5. The appellant and respondent No.2, who are doctors, conducted an operation on the left leg of the husband of the complainant. Sometime after the operation, the patient died on 13.07.2008. Respondent No. 1, wife of the deceased, filed a complaint against the appellant and respondent No.2, before the District Consumer Forum. We may notice here that respondent No.2 is the appellant in Civil Appeal No………………………of 2013 arising out of SLP(C) No.1495 of 2011. The complaint was duly registered and notice was issued to the appellant and respondent No.2. Against the issuance of the notice, the appellant filed a revision petition before the State Consumer Disputes Redressal Commission, Hyderabad on the ground that the complaint could not have been registered by the District Forum without seeking an opinion of an expert in terms of the decision of the Supreme Court reported in Martin F. D’Souza Vs. Mohd. Ishfaq (2009) 3 SCC 1. In this revision petition, respondent No.2 filed IA No.2240 of 2009 praying for stay of proceedings before the District Consumer Forum. The State Commission rejected the revision petition by granting liberty to the appellant to file the necessary application before the District Forum to refer the matter to an expert. He did not file any application before the District Forum, but challenged the aforesaid order of the State Commission by filing revision petition No. 2032 of 2010 before the National Commission. The revision petition has been dismissed by the National Commission by relying upon the subsequent judgment of this Court in V. Kishan Rao Vs. Nikhil Super Speciality Hospital & Anr. (2010) 5 SCC 513, wherein this Court has declared that the judgment rendered in Martin F. D’Souza (supra) is per incuriam. Hence the present special leave petitions challenging the aforesaid order of the National Commission dated 15.07.2010.
6. Heard Mr. Rao, learned counsel appearing on behalf of the appellant and respondent No.2 and Mr. K.K. Kishore, learned counsel appearing on behalf of the respondent No.1, at length.
7. Mr. Rao has tried to persuade us that the judgment of this Court in the case of V. Kishan Rao Vs. Nikhil Super Speciality Hospital & Anr. (supra), has erroneously declared the earlier judgment of this Court in the case of Martin F. D'Souza Vs. Mohd. Ishfaq (supra) as per incuriam, on a misconception of the law laid down by a three-Judge Bench of this Court in Jacob Mathew Vs. State of Punjab & Anr., (2005) 6 SCC 1. We are not inclined to accept the submission made by Mr. Rao. The judgment in Jacob Mathew (supra) is clearly confined to the question of medical negligence leading to criminal prosecution, either on the basis of a criminal complaint or on the basis of an FIR. The conclusions recorded in paragraph 48 of Jacob Mathew (supra) leave no manner of doubt that in the aforesaid judgment this Court was concerned with a case of medical negligence which resulted in prosecution of the concerned doctor under Section 304A of the Indian Penal Code. We may notice here the relevant conclusions which are summed up by this Court as under: xxx xxx xxx xxx xxx xxx xxx xxx
“(5) The jurisprudential concept of negligence differs in civil and criminal law. What may be negligence in civil law may not necessarily be negligence in criminal law. For negligence to amount to an offence, the element of mens rea must be shown to exist. For an act to amount to criminal negligence, the degree of negligence should be much higher i.e. gross or of a very high degree. Negligence which is neither gross nor of a higher degree may provide a ground for action in civil law but cannot form the basis for prosecution.

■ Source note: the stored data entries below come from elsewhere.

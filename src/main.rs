//! Balloon Rush headless entry point
//!
//! Plays rounds with the autopilot at the target frame rate and reports
//! what the simulation hooks emit through the log (`RUST_LOG=info`).

use std::path::PathBuf;
use std::process::ExitCode;
use std::thread;
use std::time::{Duration, Instant};

use clap::{Parser, ValueEnum};
use glam::Vec2;
use thiserror::Error;

use balloon_rush::audio::{SoundEffect, VisualEffect};
use balloon_rush::sim::{GameHooks, Round, TickInput};
use balloon_rush::{Difficulty, HighScoreTable, Settings, SettingsError};

#[derive(Debug, Error)]
enum AppError {
    #[error(transparent)]
    Settings(#[from] SettingsError),
}

#[derive(Clone, Copy, Debug, PartialEq, Eq, ValueEnum)]
enum CliDifficulty {
    Easy,
    Hard,
}

impl From<CliDifficulty> for Difficulty {
    fn from(value: CliDifficulty) -> Self {
        match value {
            CliDifficulty::Easy => Difficulty::Easy,
            CliDifficulty::Hard => Difficulty::Hard,
        }
    }
}

#[derive(Parser, Debug)]
#[command(name = "balloon-rush")]
#[command(about = "Plays Balloon Rush rounds headless with the autopilot")]
struct Cli {
    /// JSON settings file (defaults apply to missing fields)
    #[arg(long, value_name = "PATH")]
    config: Option<PathBuf>,
    /// Overrides the difficulty from the settings file
    #[arg(long, value_enum)]
    difficulty: Option<CliDifficulty>,
    /// Spawner RNG seed (random when absent)
    #[arg(long)]
    seed: Option<u64>,
    /// Rounds to play back to back
    #[arg(long, default_value_t = 1, value_parser = clap::value_parser!(u32).range(1..))]
    rounds: u32,
}

/// Hooks that narrate the round through the log
#[derive(Debug, Default)]
struct LogHooks {
    last_whole_second: Option<u32>,
}

impl GameHooks for LogHooks {
    fn play_sound(&mut self, sound: SoundEffect) {
        log::debug!("sound: {}", sound.key());
    }

    fn spawn_visual_effect(&mut self, effect: VisualEffect, pos: Vec2) {
        log::trace!("effect: {} at ({:.0}, {:.0})", effect.key(), pos.x, pos.y);
    }

    fn on_score_changed(&mut self, score: u32) {
        log::info!("Score: {}", score);
    }

    fn on_timer_updated(&mut self, remaining: f32) {
        let whole = remaining.ceil() as u32;
        if self.last_whole_second != Some(whole) {
            self.last_whole_second = Some(whole);
            log::debug!("Time left: {}s", whole);
        }
    }

    fn on_game_over(&mut self, final_score: u32, new_high_score: bool) {
        log::info!(
            "Game over: {}{}",
            final_score,
            if new_high_score { " (new high score!)" } else { "" }
        );
    }

    fn on_power_up_label_changed(&mut self, label: &str) {
        if label.is_empty() {
            log::info!("Power-ups: none");
        } else {
            log::info!("Power-ups: {}", label);
        }
    }
}

fn load_settings(cli: &Cli) -> Result<Settings, AppError> {
    let mut settings = match &cli.config {
        Some(path) => Settings::load(path)?,
        None => Settings::default(),
    };
    if let Some(difficulty) = cli.difficulty {
        settings.difficulty = difficulty.into();
    }
    if cli.seed.is_some() {
        settings.seed = cli.seed;
    }
    settings.validate()?;
    Ok(settings)
}

/// Play one round to the end, pacing ticks to the target frame rate
fn play_round(round: &mut Round, table: &mut HighScoreTable, hooks: &mut LogHooks) {
    let frame_budget = Duration::from_secs_f32(1.0 / round.settings().target_fps as f32);
    let input = TickInput::idle();
    let mut last = Instant::now();

    loop {
        let frame_start = Instant::now();
        let dt = frame_start.duration_since(last).as_secs_f32();
        last = frame_start;

        if !round.tick(&input, table, hooks, dt) {
            break;
        }

        let spent = frame_start.elapsed();
        if spent < frame_budget {
            thread::sleep(frame_budget - spent);
        }
    }
}

fn run(cli: Cli) -> Result<(), AppError> {
    let settings = load_settings(&cli)?;
    let rounds = cli.rounds;

    log::info!(
        "Balloon Rush starting: {} round(s) on {}",
        rounds,
        settings.difficulty.as_str()
    );

    let mut table = HighScoreTable::new();
    let mut hooks = LogHooks::default();
    let mut round = Round::new(&settings);

    for n in 1..=rounds {
        if n > 1 {
            round.restart();
        }
        play_round(&mut round, &mut table, &mut hooks);
        let totals = round.totals();
        log::info!(
            "Round {}: score {}, {} collected, {} power-ups, {} hazard hits, {} lost to obstacles",
            n,
            round.game().score(),
            totals.collected,
            totals.power_ups,
            totals.hazard_hits,
            totals.collectibles_lost
        );
    }

    for difficulty in Difficulty::ALL {
        let entries = table.entries(difficulty);
        if !entries.is_empty() {
            log::info!("High scores ({}): {:?}", difficulty.as_str(), entries);
        }
    }
    Ok(())
}

fn main() -> ExitCode {
    env_logger::init();
    let cli = Cli::parse();
    match run(cli) {
        Ok(()) => ExitCode::SUCCESS,
        Err(e) => {
            log::error!("{}", e);
            eprintln!("balloon-rush: {e}");
            ExitCode::FAILURE
        }
    }
}

#[cfg(test)]
mod tests {
    use super::*;

    #[test]
    fn test_cli_defaults_to_one_round() {
        let cli = Cli::try_parse_from(["balloon-rush"]).unwrap();
        assert_eq!(cli.rounds, 1);
        assert!(cli.config.is_none() && cli.difficulty.is_none() && cli.seed.is_none());
    }

    #[test]
    fn test_cli_parses_every_flag() {
        let cli = Cli::try_parse_from([
            "balloon-rush",
            "--config",
            "rush.json",
            "--difficulty",
            "hard",
            "--seed",
            "42",
            "--rounds",
            "3",
        ])
        .unwrap();
        assert_eq!(cli.config, Some(PathBuf::from("rush.json")));
        assert_eq!(cli.difficulty.map(Difficulty::from), Some(Difficulty::Hard));
        assert_eq!(cli.seed, Some(42));
        assert_eq!(cli.rounds, 3);
    }

    #[test]
    fn test_cli_rejects_bad_values() {
        assert!(Cli::try_parse_from(["balloon-rush", "--rounds", "0"]).is_err());
        assert!(Cli::try_parse_from(["balloon-rush", "--difficulty", "medium"]).is_err());
        assert!(Cli::try_parse_from(["balloon-rush", "--seed", "-1"]).is_err());
        assert!(Cli::try_parse_from(["balloon-rush", "--frames", "9"]).is_err());
    }

    #[test]
    fn test_flags_override_settings() {
        let cli = Cli::try_parse_from(["balloon-rush", "--difficulty", "hard", "--seed", "7"]).unwrap();
        let settings = load_settings(&cli).unwrap();
        assert_eq!(settings.difficulty, Difficulty::Hard);
        assert_eq!(settings.seed, Some(7));
    }
}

(6) The word 'gross' has not been used in Section 304A of IPC, yet it is settled that in criminal law negligence or recklessness, to be so held, must be of such a high degree as to be 'gross'. The expression 'rash or negligent act' as occurring in Section 304A of the IPC has to be read as qualified by the word 'grossly'.

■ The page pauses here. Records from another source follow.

//! Query-input shapes and row mapping for the repositories.

use crate::error::CrmError;
use crate::model::{Business, FunnelStatus, OutreachEvent, Priority};
use sqlx::sqlite::SqliteRow;
use sqlx::Row;

/// Composable list filters; all present filters AND together.
#[derive(Debug, Clone, Default)]
pub struct ListFilters {
    /// Exact status match.
    pub status: Option<FunnelStatus>,
    /// Case-insensitive substring match on category.
    pub category: Option<String>,
    /// Exact priority match.
    pub priority: Option<Priority>,
    /// Case-insensitive substring match on name OR notes.
    pub search: Option<String>,
}

fn decode_error(column: &str, value: &str) -> CrmError {
    CrmError::Db(sqlx::Error::ColumnDecode {
        index: column.to_string(),
        source: format!("unrecognized {column} value '{value}'").into(),
    })
}

pub(crate) fn business_from_row(row: &SqliteRow) -> Result<Business, CrmError> {
    let priority_raw: String = row.get("priority");
    let status_raw: String = row.get("status");
    Ok(Business {
        id: row.get("id"),
        name: row.get("name"),
        slug: row.get("slug"),
        category: row.get("category"),
        demo_url: row.get("demo_url"),
        existing_website: row.get("existing_website"),
        website_quality: row.get("website_quality"),
        priority: Priority::parse(&priority_raw)
            .ok_or_else(|| decode_error("priority", &priority_raw))?,
        status: FunnelStatus::parse(&status_raw)
            .ok_or_else(|| decode_error("status", &status_raw))?,
        contact_name: row.get("contact_name"),
        contact_email: row.get("contact_email"),
        contact_phone: row.get("contact_phone"),
        contact_role: row.get("contact_role"),
        demo_value_prop: row.get("demo_value_prop"),
        notes: row.get("notes"),
        portfolio_card_id: row.get("portfolio_card_id"),
        created_at: row.get("created_at"),
        updated_at: row.get("updated_at"),
    })
}

pub(crate) fn event_from_row(row: &SqliteRow) -> OutreachEvent {
    OutreachEvent {
        id: row.get("id"),
        business_id: row.get("business_id"),
        event_type: row.get("event_type"),
        details: row.get("details"),
        created_at: row.get("created_at"),
    }
}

(7) To prosecute a medical professional for negligence under criminal law it must be shown that the accused did something or failed to do something which in the given facts and circumstances no medical professional in his ordinary senses and prudence would have done or failed to do. The hazard taken by the accused doctor should be of such a nature that the injury which resulted was most likely imminent.
(8) Res ipsa loquitur is only a rule of evidence and operates in the domain of civil law specially in cases of torts and helps in determining the onus of proof in actions relating to negligence. It cannot be pressed in service for determining per se the liability for negligence within the domain of criminal law. Res ipsa loquitur has, if at all, a limited application in trial on a charge of criminal negligence.”
8. The guidelines in Paragraph 48 were laid down after rejecting the submission that in both jurisdictions i.e. under civil law and criminal law, negligence is negligence, and jurisprudentially no distinction can be drawn between negligence under civil law and negligence under criminal law. It was observed that :-
“12.…………………………………………………………………………………………………………………………………………………… ……………… The submission so made cannot be countenanced inasmuch as it is based upon a total departure from the established terrain of thought running ever since the beginning of the emergence of the concept of negligence up to the modern times. Generally speaking, it is the amount of damages incurred which is determinative of the extent of liability in tort; but in criminal law it is not the amount of damages but the amount and degree of negligence that is determinative of liability. To fasten liability in criminal law, the degree of negligence has to be higher than that of negligence enough to fasten liability for damages in civil law. The essential ingredient of mens rea cannot be excluded from consideration when the charge in a criminal court consists of criminal negligence.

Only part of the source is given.